Many years ago, when I was a mere Masters’ of Industrial Relations student at U of Toronto, I had a summer job working for John O’Grady (shout out to John!), a labour researcher and economist. John hired me to search collective agreements, coding specific collective agreement language into a spreadsheet. I grabbed my coffee and headed down each morning to the Ministry of Labour’s Collective Agreement Library on University Avenue, where I manually leafed through dozens of paper collective agreements.
Those days are long gone. The Collective Agreement Library still exists. Collective agreements are still required to be provided to the Ministry of Labour, and the Ministry still makes them available to the public.
However, recently the Library published an on-line, searchable collective agreement database!
Here is the link to the collective agreement searchable database.
There are a variety of ways to search. Looks like hours of fun. The most current agreement is not always there in my experience (because there’s a delay in getting them to the library often), but still this is a very useful database for anyone interested in collective agreement language and trends.
2 comments
What if CBA is not published? As per LRA 1995 it should have been published, maybe because is not ratified?

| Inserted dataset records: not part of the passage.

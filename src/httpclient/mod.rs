//! Retryable HTTP client shared by the fleet API and transport backends.
//!
//! Wraps a long-lived `reqwest::Client` with:
//!
//! - bounded retries on transport errors and on 408/429/5xx responses
//!   (2xx/3xx/other-4xx never retry),
//! - pluggable backoff (exponential, linear, constant) with ±10% jitter
//!   clamped to a maximum delay,
//! - cancellation checks before each attempt and during backoff sleeps,
//! - a per-attempt tracing span with W3C `traceparent` header injection,
//! - default `User-Agent` and `Content-Type: application/json` handling,
//! - a typed [`ApiError`] carrying method, URL, status, body, attempt count
//!   and elapsed duration.
//!
//! Clients are cheap to clone and safe to share across tasks.

mod backoff;
mod error;

use serde::de::DeserializeOwned;
use serde_json::Value;
use std::time::{Duration, Instant};
use tokio_util::sync::CancellationToken;
use tracing::{debug, info_span, Instrument};

use crate::trace::{TraceContext, TRACEPARENT_HEADER};

pub use backoff::BackoffStrategy;
pub use error::{find_api_error, retryable_status, ApiError};
pub use reqwest::Method;

/// Client-level configuration. Per-request overrides are applied through
/// [`RequestOptions`].
#[derive(Clone, Debug)]
pub struct ClientConfig {
    /// Base URL every request path is joined onto.
    pub base_url: String,
    /// Per-attempt timeout.
    pub timeout: Duration,
    /// Total attempts; values below 1 are normalized to 1.
    pub retry_attempts: u32,
    pub backoff: BackoffStrategy,
    pub base_delay: Duration,
    pub max_delay: Duration,
    /// Headers applied to every request (per-request headers win).
    pub default_headers: Vec<(String, String)>,
    /// Overrides the derived `User-Agent` when set.
    pub user_agent: Option<String>,
}

impl ClientConfig {
    /// Sensible defaults for `base_url`.
    #[must_use]
    pub fn new(base_url: impl Into<String>) -> Self {
        Self {
            base_url: base_url.into(),
            timeout: Duration::from_secs(30),
            retry_attempts: 3,
            backoff: BackoffStrategy::Exponential,
            base_delay: Duration::from_millis(200),
            max_delay: Duration::from_secs(5),
            default_headers: Vec::new(),
            user_agent: None,
        }
    }
}

/// Per-request overrides, built with option-style methods.
#[derive(Clone, Debug, Default)]
pub struct RequestOptions {
    headers: Vec<(String, String)>,
    query: Vec<(String, String)>,
    body: Option<Value>,
    timeout: Option<Duration>,
    retry_attempts: Option<u32>,
    cancel: Option<CancellationToken>,
    trace: Option<TraceContext>,
}

impl RequestOptions {
    #[must_use]
    pub fn new() -> Self {
        Self::default()
    }

    #[must_use]
    pub fn with_header(mut self, name: impl Into<String>, value: impl Into<String>) -> Self {
        self.headers.push((name.into(), value.into()));
        self
    }

    #[must_use]
    pub fn with_query(mut self, name: impl Into<String>, value: impl Into<String>) -> Self {
        self.query.push((name.into(), value.into()));
        self
    }

    #[must_use]
    pub fn with_json(mut self, body: Value) -> Self {
        self.body = Some(body);
        self
    }

    #[must_use]
    pub fn with_timeout(mut self, timeout: Duration) -> Self {
        self.timeout = Some(timeout);
        self
    }

    #[must_use]
    pub fn with_retry_attempts(mut self, attempts: u32) -> Self {
        self.retry_attempts = Some(attempts);
        self
    }

    /// Attach the per-event cancellation token; checked before every attempt
    /// and while sleeping between attempts.
    #[must_use]
    pub fn with_cancellation(mut self, cancel: CancellationToken) -> Self {
        self.cancel = Some(cancel);
        self
    }

    /// Propagate an existing trace; a fresh one is started otherwise.
    #[must_use]
    pub fn with_trace(mut self, trace: TraceContext) -> Self {
        self.trace = Some(trace);
        self
    }
}

/// Response of a successful (2xx) call.
#[derive(Clone, Debug)]
pub struct ApiResponse {
    pub status: u16,
    pub body: Vec<u8>,
}

impl ApiResponse {
    /// Deserializes the body as JSON.
    pub fn json<T: DeserializeOwned>(&self) -> Result<T, serde_json::Error> {
        serde_json::from_slice(&self.body)
    }

    /// Body as a JSON value, `Null` when empty.
    pub fn json_value(&self) -> Result<Value, serde_json::Error> {
        if self.body.is_empty() {
            return Ok(Value::Null);
        }
        serde_json::from_slice(&self.body)
    }
}

/// Failure to construct a client. Startup-time only.
#[derive(Debug, thiserror::Error, miette::Diagnostic)]
pub enum ClientBuildError {
    #[error("failed to build HTTP client: {0}")]
    #[diagnostic(code(hyperfleet::http::build))]
    Build(#[from] reqwest::Error),
}

/// Long-lived retrying HTTP client.
#[derive(Clone, Debug)]
pub struct RetryingClient {
    http: reqwest::Client,
    config: ClientConfig,
}

impl RetryingClient {
    /// Builds a client from `config`. The underlying connection pool is
    /// shared by all clones.
    pub fn new(config: ClientConfig) -> Result<Self, ClientBuildError> {
        let http = reqwest::Client::builder().build()?;
        Ok(Self { http, config })
    }

    /// The configuration this client was built with.
    #[must_use]
    pub fn config(&self) -> &ClientConfig {
        &self.config
    }

    pub async fn get(&self, path: &str, opts: RequestOptions) -> Result<ApiResponse, ApiError> {
        self.request(Method::GET, path, opts).await
    }

    pub async fn post(&self, path: &str, opts: RequestOptions) -> Result<ApiResponse, ApiError> {
        self.request(Method::POST, path, opts).await
    }

    pub async fn put(&self, path: &str, opts: RequestOptions) -> Result<ApiResponse, ApiError> {
        self.request(Method::PUT, path, opts).await
    }

    pub async fn patch(&self, path: &str, opts: RequestOptions) -> Result<ApiResponse, ApiError> {
        self.request(Method::PATCH, path, opts).await
    }

    pub async fn delete(&self, path: &str, opts: RequestOptions) -> Result<ApiResponse, ApiError> {
        self.request(Method::DELETE, path, opts).await
    }

    /// Performs a request with retry, backoff, cancellation, and tracing.
    pub async fn request(
        &self,
        method: Method,
        path: &str,
        opts: RequestOptions,
    ) -> Result<ApiResponse, ApiError> {
        let url = join_url(&self.config.base_url, path);
        let attempts = opts.retry_attempts.unwrap_or(self.config.retry_attempts).max(1);
        let timeout = opts.timeout.unwrap_or(self.config.timeout);
        let trace = opts.trace.unwrap_or_default();
        let started = Instant::now();

        for attempt in 1..=attempts {
            if let Some(cancel) = &opts.cancel {
                if cancel.is_cancelled() {
                    return Err(ApiError::cancelled(
                        method.as_str(),
                        &url,
                        attempt - 1,
                        started.elapsed(),
                    ));
                }
            }

            let span = info_span!(
                "http_request",
                http.method = %method,
                url = %url,
                attempt,
                trace_id = %trace.trace_id_hex(),
            );
            let outcome = self
                .attempt(&method, &url, &opts, timeout, &trace)
                .instrument(span)
                .await;
            metrics::counter!("hyperfleet_http_attempts_total", "method" => method.to_string())
                .increment(1);

            match outcome {
                Ok(response) if response.status().is_success() => {
                    let status = response.status().as_u16();
                    let body = response.bytes().await.map_err(|err| {
                        ApiError::from_transport(
                            method.as_str(),
                            &url,
                            err,
                            attempt,
                            started.elapsed(),
                        )
                    })?;
                    return Ok(ApiResponse {
                        status,
                        body: body.to_vec(),
                    });
                }
                Ok(response) => {
                    let status = response.status();
                    if retryable_status(status.as_u16()) && attempt < attempts {
                        debug!(status = status.as_u16(), attempt, "retrying on status");
                    } else {
                        let body = response.text().await.unwrap_or_default();
                        return Err(ApiError::from_status(
                            method.as_str(),
                            &url,
                            status,
                            body,
                            attempt,
                            started.elapsed(),
                        ));
                    }
                }
                Err(err) => {
                    if attempt >= attempts {
                        return Err(ApiError::from_transport(
                            method.as_str(),
                            &url,
                            err,
                            attempt,
                            started.elapsed(),
                        ));
                    }
                    debug!(error = %err, attempt, "retrying on transport error");
                }
            }

            let delay =
                self.config
                    .backoff
                    .jittered_delay(self.config.base_delay, self.config.max_delay, attempt);
            if let Some(cancel) = &opts.cancel {
                tokio::select! {
                    () = cancel.cancelled() => {
                        return Err(ApiError::cancelled(
                            method.as_str(),
                            &url,
                            attempt,
                            started.elapsed(),
                        ));
                    }
                    () = tokio::time::sleep(delay) => {}
                }
            } else {
                tokio::time::sleep(delay).await;
            }
        }

        // Unreachable: the loop always returns on its last attempt.
        Err(ApiError::cancelled(
            method.as_str(),
            &url,
            attempts,
            started.elapsed(),
        ))
    }

    async fn attempt(
        &self,
        method: &Method,
        url: &str,
        opts: &RequestOptions,
        timeout: Duration,
        trace: &TraceContext,
    ) -> Result<reqwest::Response, reqwest::Error> {
        let mut builder = self.http.request(method.clone(), url).timeout(timeout);

        let mut has_user_agent = false;
        let mut has_content_type = false;
        for (name, value) in self
            .config
            .default_headers
            .iter()
            .chain(opts.headers.iter())
        {
            if name.eq_ignore_ascii_case("user-agent") {
                has_user_agent = true;
            }
            if name.eq_ignore_ascii_case("content-type") {
                has_content_type = true;
            }
            builder = builder.header(name.as_str(), value.as_str());
        }
        if !has_user_agent {
            let agent = self
                .config
                .user_agent
                .clone()
                .unwrap_or_else(default_user_agent);
            builder = builder.header("User-Agent", agent);
        }
        if opts.body.is_some() && !has_content_type {
            builder = builder.header("Content-Type", "application/json");
        }
        // A fresh span id per attempt, within the caller's trace.
        builder = builder.header(TRACEPARENT_HEADER, trace.child().traceparent());

        if !opts.query.is_empty() {
            builder = builder.query(&opts.query);
        }
        if let Some(body) = &opts.body {
            builder = builder.body(serde_json::to_vec(body).unwrap_or_default());
        }

        builder.send().await
    }
}

/// `User-Agent` derived from the crate version; overridable per client.
#[must_use]
pub fn default_user_agent() -> String {
    format!("hyperfleet-adapter/{}", env!("CARGO_PKG_VERSION"))
}

fn join_url(base: &str, path: &str) -> String {
    let base = base.trim_end_matches('/');
    let path = path.trim_start_matches('/');
    format!("{base}/{path}")
}
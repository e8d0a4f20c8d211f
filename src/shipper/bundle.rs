//! Bundle envelope: one consumer-addressed unit of manifests.

use rustc_hash::FxHashMap;
use serde::{Deserialize, Serialize};
use serde_json::Value;

use crate::generation::GENERATION_ANNOTATION;

/// Kind string of the bundle envelope itself.
pub const BUNDLE_KIND: &str = "Bundle";

/// Object metadata carried by a bundle envelope.
#[derive(Clone, Debug, Default, Serialize, Deserialize)]
#[serde(rename_all = "camelCase")]
pub struct ObjectMeta {
    pub name: String,
    #[serde(default, skip_serializing_if = "Option::is_none")]
    pub namespace: Option<String>,
    #[serde(default, skip_serializing_if = "FxHashMap::is_empty")]
    pub labels: FxHashMap<String, String>,
    #[serde(default, skip_serializing_if = "FxHashMap::is_empty")]
    pub annotations: FxHashMap<String, String>,
}

/// Bundle payload: the manifests to deliver to the consumer cluster.
#[derive(Clone, Debug, Default, Serialize, Deserialize)]
#[serde(rename_all = "camelCase")]
pub struct BundleSpec {
    #[serde(default)]
    pub manifests: Vec<Value>,
}

/// A workload-shipper envelope addressed to one consumer cluster.
#[derive(Clone, Debug, Serialize, Deserialize)]
#[serde(rename_all = "camelCase")]
pub struct Bundle {
    #[serde(default = "default_api_version")]
    pub api_version: String,
    #[serde(default = "default_kind")]
    pub kind: String,
    pub metadata: ObjectMeta,
    #[serde(default)]
    pub spec: BundleSpec,
}

fn default_api_version() -> String {
    "work.hyperfleet.io/v1".to_string()
}

fn default_kind() -> String {
    BUNDLE_KIND.to_string()
}

impl Bundle {
    /// Wraps manifests into a named bundle, carrying the generation
    /// annotation.
    #[must_use]
    pub fn new(name: impl Into<String>, generation: i64, manifests: Vec<Value>) -> Self {
        let mut annotations = FxHashMap::default();
        annotations.insert(GENERATION_ANNOTATION.to_string(), generation.to_string());
        Self {
            api_version: default_api_version(),
            kind: default_kind(),
            metadata: ObjectMeta {
                name: name.into(),
                annotations,
                ..ObjectMeta::default()
            },
            spec: BundleSpec { manifests },
        }
    }

    /// Parses a bundle from its JSON form.
    pub fn from_value(value: &Value) -> Result<Self, serde_json::Error> {
        serde_json::from_value(value.clone())
    }

    /// Serializes to the JSON form the store traffics in.
    pub fn to_value(&self) -> Result<Value, serde_json::Error> {
        serde_json::to_value(self)
    }
}
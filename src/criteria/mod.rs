//! Declarative condition model and evaluation.
//!
//! A [`Condition`] is a single-operator predicate over a context field
//! (`clusterPhase in ["Provisioning", "Ready"]`). Rule sets list conditions
//! that AND together; an empty list is vacuously true.
//!
//! Evaluation keeps the engine's two error bands apart:
//!
//! - A malformed field path is a *parse* error ([`PathError`]) - config bug,
//!   returned as `Err` immediately.
//! - Operator-level problems (nil `in` sequence, non-numeric comparison,
//!   mismatched `contains` types) are recorded on the per-condition outcome;
//!   the condition counts as failed and evaluation continues so the whole
//!   rule set can be reported.
//!
//! # Examples
//!
//! ```rust
//! use hyperfleet_adapter::context::EvaluationContext;
//! use hyperfleet_adapter::criteria::{evaluate_conditions, Condition, Operator};
//! use serde_json::json;
//!
//! let ctx = EvaluationContext::builder()
//!     .with_var("clusterPhase", json!("Ready"))
//!     .with_var("vpcId", json!("vpc-12345"))
//!     .build();
//!
//! let conditions = vec![
//!     Condition::new("clusterPhase", Operator::In, json!(["Provisioning", "Ready"])),
//!     Condition::exists("vpcId"),
//! ];
//!
//! let outcome = evaluate_conditions(&ctx, &conditions).unwrap();
//! assert!(outcome.matched);
//! assert_eq!(outcome.first_failure, None);
//! ```

mod compile;
mod operators;

use serde::{Deserialize, Serialize};
use serde_json::Value;

use crate::context::EvaluationContext;
use crate::extract::PathError;

pub use compile::{compile_conditions, CompileError};
pub use operators::{apply_operator, value_contains, value_exists, OperatorError};

/// Comparison operator of a [`Condition`].
#[derive(Clone, Copy, Debug, PartialEq, Eq, Serialize, Deserialize)]
#[serde(rename_all = "camelCase")]
pub enum Operator {
    Equals,
    NotEquals,
    In,
    NotIn,
    Contains,
    GreaterThan,
    LessThan,
    Exists,
}

impl Operator {
    /// Config-facing spelling, matching the serde representation.
    #[must_use]
    pub fn as_str(&self) -> &'static str {
        match self {
            Operator::Equals => "equals",
            Operator::NotEquals => "notEquals",
            Operator::In => "in",
            Operator::NotIn => "notIn",
            Operator::Contains => "contains",
            Operator::GreaterThan => "greaterThan",
            Operator::LessThan => "lessThan",
            Operator::Exists => "exists",
        }
    }
}

/// Single-operator predicate over a context field.
///
/// `value` is the expected operand; `exists` ignores it.
#[derive(Clone, Debug, PartialEq, Serialize, Deserialize)]
pub struct Condition {
    /// Field path into the evaluation context (dot path or `{...}` query).
    pub field: String,
    /// Comparison operator.
    pub operator: Operator,
    /// Expected operand; absent for `exists`.
    #[serde(default, skip_serializing_if = "Option::is_none")]
    pub value: Option<Value>,
}

impl Condition {
    /// Builds a condition with an operand.
    pub fn new(field: impl Into<String>, operator: Operator, value: Value) -> Self {
        Self {
            field: field.into(),
            operator,
            value: Some(value),
        }
    }

    /// Builds an `exists` condition (no operand).
    pub fn exists(field: impl Into<String>) -> Self {
        Self {
            field: field.into(),
            operator: Operator::Exists,
            value: None,
        }
    }
}

/// Recorded result of one condition.
#[derive(Clone, Debug, PartialEq, Serialize)]
pub struct ConditionOutcome {
    /// Position of the condition in its rule set.
    pub index: usize,
    /// Field path as written.
    pub field: String,
    /// Operator applied.
    pub operator: Operator,
    /// Whether the condition held.
    pub matched: bool,
    /// Operator-level failure, if one occurred.
    #[serde(skip_serializing_if = "Option::is_none")]
    pub error: Option<String>,
}

/// Aggregate result of evaluating an ordered condition list (implicit AND).
#[derive(Clone, Debug, PartialEq, Serialize)]
pub struct CriteriaOutcome {
    /// True iff every condition matched. Empty lists are true.
    pub matched: bool,
    /// Per-condition records in evaluation order.
    pub outcomes: Vec<ConditionOutcome>,
    /// Index of the first non-matching condition, when any.
    pub first_failure: Option<usize>,
}

/// Evaluates `conditions` against `ctx` with AND semantics.
///
/// Every condition is evaluated and recorded even after a failure, so skip
/// decisions can be reported with the full picture. Only malformed field
/// paths abort with an error.
pub fn evaluate_conditions(
    ctx: &EvaluationContext,
    conditions: &[Condition],
) -> Result<CriteriaOutcome, PathError> {
    let mut outcomes = Vec::with_capacity(conditions.len());
    let mut first_failure = None;

    for (index, condition) in conditions.iter().enumerate() {
        let field = ctx.extract(&condition.field)?;
        let expected = condition.value.clone().unwrap_or(Value::Null);
        let (matched, error) = match apply_operator(condition.operator, &field.value, &expected) {
            Ok(matched) => (matched, None),
            Err(err) => (false, Some(err.to_string())),
        };
        if !matched && first_failure.is_none() {
            first_failure = Some(index);
        }
        outcomes.push(ConditionOutcome {
            index,
            field: condition.field.clone(),
            operator: condition.operator,
            matched,
            error,
        });
    }

    Ok(CriteriaOutcome {
        matched: first_failure.is_none(),
        outcomes,
        first_failure,
    })
}
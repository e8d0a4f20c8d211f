//! HyperFleet API client: cluster state for enrichment, status reporting
//! back from the orchestrator.
//!
//! All calls ride the retrying client, so fleet outages follow the engine's
//! single retry policy and surface as [`ApiError`] with full context.

use serde_json::Value;

use crate::httpclient::{ApiError, ClientConfig, ClientBuildError, RequestOptions, RetryingClient};
use crate::settings::FleetSettings;

/// Typed client for the fleet management API.
#[derive(Clone, Debug)]
pub struct FleetClient {
    client: RetryingClient,
    api_version: String,
}

impl FleetClient {
    /// Wraps an already-built retrying client.
    #[must_use]
    pub fn new(client: RetryingClient, api_version: impl Into<String>) -> Self {
        Self {
            client,
            api_version: api_version.into(),
        }
    }

    /// Builds a client from fleet settings (base URL, API version,
    /// auth header, user agent).
    pub fn from_settings(settings: &FleetSettings) -> Result<Self, ClientBuildError> {
        let mut config = ClientConfig::new(settings.base_url.clone());
        config.user_agent = settings.user_agent.clone();
        if let Some(token) = &settings.token {
            config
                .default_headers
                .push(("Authorization".to_string(), format!("Bearer {token}")));
        }
        Ok(Self::new(
            RetryingClient::new(config)?,
            settings.api_version.clone(),
        ))
    }

    /// The underlying retrying client, shared with transports that target
    /// the same API.
    #[must_use]
    pub fn http(&self) -> &RetryingClient {
        &self.client
    }

    fn path(&self, suffix: &str) -> String {
        format!("/api/hyperfleet/{}/{}", self.api_version, suffix.trim_start_matches('/'))
    }

    /// Fetches one cluster by id, for context enrichment.
    pub async fn get_cluster(
        &self,
        cluster_id: &str,
        opts: RequestOptions,
    ) -> Result<Value, ApiError> {
        let response = self
            .client
            .get(&self.path(&format!("clusters/{cluster_id}")), opts)
            .await?;
        Ok(response.json_value().unwrap_or(Value::Null))
    }

    /// Posts a structured status payload to a caller-provided endpoint.
    pub async fn post_status(
        &self,
        endpoint: &str,
        payload: &Value,
        opts: RequestOptions,
    ) -> Result<(), ApiError> {
        self.client
            .post(&self.path(endpoint), opts.with_json(payload.clone()))
            .await?;
        Ok(())
    }

    /// Replaces a status document at a caller-provided endpoint.
    pub async fn put_status(
        &self,
        endpoint: &str,
        payload: &Value,
        opts: RequestOptions,
    ) -> Result<(), ApiError> {
        self.client
            .put(&self.path(endpoint), opts.with_json(payload.clone()))
            .await?;
        Ok(())
    }
}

I live in BC where in 2019 legislation passed establishing a union floor. Collective agreements are now required to meet or exceed the ESA. There is also a searchable database of collective agreements.
It would it be interesting to see how many changes occurred as a result of this legislation.
If you look at some UFCW contracts for example, there are some provisions that do not seem to have adapted to the change. For example, one collective agreement combines Ontario’s first and last rule with B.C’s requirement that 15 out of 30 days prior to the stat must be worked. It literally combines two different provincial standards for a higher standard. Other collective agreements require a twenty hour average work week to be eligible for a stat. Under such a condition a worker could lose out on over six hundred dollars a year if he or she regularly works four days a week, for four hours a shift.
Should not the introduction of a union floor prevent such outcomes? At the very least, a searchable database allows people to look and ask these questions.